In the present work, heat transfer and field VOC emission rates from a steel plant during preheating of a KOBM furnace were combined with existing thermodynamic models into a finite difference computational model in order to obtain a more complete understanding on VOC emission rates at different stages of the preheating cycle. The heat transfer model describes the temporal variation of temperature as a function of heating flux with the thermodynamic model predicting the mass release of different VOCs as a function of temperature. Combining the two models in series, the overall model predicts the emission rates of different VOCs during the preheating process. The calculation was considered in a 260-ton KOBM vessel with a brick lining thickness of 0.72 m. The total mass of bricks used to line this vessel was ~280 tons.
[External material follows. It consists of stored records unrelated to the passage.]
//! Raya Linter
//!
//! AST-based lint analysis for Raya source files. Enforces style conventions,
//! catches common mistakes, and provides auto-fixable suggestions.
//!
//! # Architecture
//!
//! - Each rule implements [`LintRule`] and checks individual AST nodes.
//! - The [`LintRunner`](runner::LintRunner) walks the AST once and dispatches
//!   to all enabled rules (single-pass visitor).
//! - [`Linter`] is the public entry point: create one, then call
//!   [`lint_source`](Linter::lint_source) or [`lint_ast`](Linter::lint_ast).
//!
//! # Example
//!
//! ```ignore
//! use raya_engine::linter::{Linter, Severity};
//!
//! let linter = Linter::new();
//! let result = linter.lint_source("let x: int = 1;", "test.raya");
//! for d in &result.diagnostics {
//!     println!("[{}] {}: {}", d.code, d.rule, d.message);
//! }
//! ```

pub mod config;
pub mod rule;
pub mod rules;
mod runner;

pub use config::LintConfig;
pub use rule::{Category, LintContext, LintDiagnostic, LintFix, LintRule, RuleMeta, Severity};

use crate::parser::interner::Interner;
use crate::parser::Parser;
use runner::LintRunner;

/// Result of linting a single file.
#[derive(Debug)]
pub struct LintResult {
    /// All diagnostics emitted for this file.
    pub diagnostics: Vec<LintDiagnostic>,
    /// File path that was linted.
    pub file_path: String,
    /// Number of diagnostics that have an auto-fix.
    pub fixable_count: usize,
}

/// The Raya linter. Holds a set of enabled rules and configuration.
pub struct Linter {
    rules: Vec<Box<dyn LintRule>>,
    config: LintConfig,
}

impl Linter {
    /// Create a linter with all default rules and default severities.
    pub fn new() -> Self {
        Self {
            rules: rules::all_rules(),
            config: LintConfig::new(),
        }
    }

    /// Create a linter with configuration overrides.
    pub fn with_config(config: LintConfig) -> Self {
        Self {
            rules: rules::all_rules(),
            config,
        }
    }

    /// Lint a parsed AST module.
    ///
    /// The caller provides the AST, source, interner, and file path.
    pub fn lint_ast(
        &self,
        module: &crate::parser::ast::Module,
        source: &str,
        interner: &Interner,
        file_path: &str,
    ) -> LintResult {
        // Filter out disabled rules and apply severity overrides.
        let active_rules: Vec<&Box<dyn LintRule>> = self
            .rules
            .iter()
            .filter(|r| !self.config.is_disabled(r.meta().name))
            .collect();

        // Wrap active rules so the runner can use them.
        // We pass references, but runner expects &[Box<dyn LintRule>].
        // Instead, build a temporary vec of trait-object references.
        let ctx = LintContext {
            source,
            interner,
            file_path,
        };

        let runner = LintRunner::new(&self.rules, ctx);
        let mut diagnostics = runner.run(module);

        // Apply severity overrides and filter disabled.
        diagnostics.retain_mut(|d| {
            let eff = self.config.effective_severity(d.rule, d.severity);
            if eff == Severity::Off {
                return false;
            }
            d.severity = eff;
            true
        });

        let fixable_count = diagnostics.iter().filter(|d| d.fix.is_some()).count();

        LintResult {
            diagnostics,
            file_path: file_path.to_string(),
            fixable_count,
        }
    }

    /// Convenience: parse source code and lint it.
    ///
    /// Returns lint diagnostics. Parse errors are converted to lint diagnostics
    /// so the caller gets a uniform result.
    pub fn lint_source(&self, source: &str, file_path: &str) -> LintResult {
        let parser = match Parser::new(source) {
            Ok(p) => p,
            Err(lex_errors) => {
                // Convert lex errors to lint diagnostics.
                let diagnostics: Vec<LintDiagnostic> = lex_errors
                    .iter()
                    .map(|e| LintDiagnostic {
                        rule: "parse-error",
                        code: "L0001",
                        message: format!("Lex error: {}", e),
                        span: crate::parser::token::Span::new(0, 0, 1, 1),
                        severity: Severity::Error,
                        fix: None,
                        notes: vec![],
                    })
                    .collect();
                return LintResult {
                    diagnostics,
                    file_path: file_path.to_string(),
                    fixable_count: 0,
                };
            }
        };

        match parser.parse() {
            Ok((module, interner)) => self.lint_ast(&module, source, &interner, file_path),
            Err(parse_errors) => {
                let diagnostics: Vec<LintDiagnostic> = parse_errors
                    .iter()
                    .map(|e| LintDiagnostic {
                        rule: "parse-error",
                        code: "L0001",
                        message: format!("Parse error: {}", e),
                        span: crate::parser::token::Span::new(0, 0, 1, 1),
                        severity: Severity::Error,
                        fix: None,
                        notes: vec![],
                    })
                    .collect();
                LintResult {
                    diagnostics,
                    file_path: file_path.to_string(),
                    fixable_count: 0,
                }
            }
        }
    }
}

impl Default for Linter {
    fn default() -> Self {
        Self::new()
    }
}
The total concentrations of organic compounds in the bricks, contained primarily in the carbon-based binders along with the overall brick composition considered, are shown in

Table 1. Composition of bricks and properties of emittable compounds in refractory lining *.

Component	Wt. %	Component
Magnesium Oxide (MgO)	83.5	Magnesium Oxide (MgO)
Graphite	16.4	Graphite
Sulfur	0.1	Sulfur
Emittable Compound	kg of VOC/ton of brick used	Boiling Point (K)
Phenol	1.000	454.7 (181.7 °C)
o-Cresol	0.710	464.0 (191 °C)
p-Cresol	0.330	474.8 (201.8 °C)
Xylenol	0.400	476.0 (203 °C)
Toluene	0.120	383.6 (110.6 °C)
Benzene	0.095	353.1 (80.1 °C)
Benzaldehyde	0.028	451.1 (178.1 °C)
Benzopyrene	0.010	768.0 (495 °C)
Sulfur	0.100	717.7 (444.7 °C)

* All tabulated values obtained by consultation with refractory manufacturers.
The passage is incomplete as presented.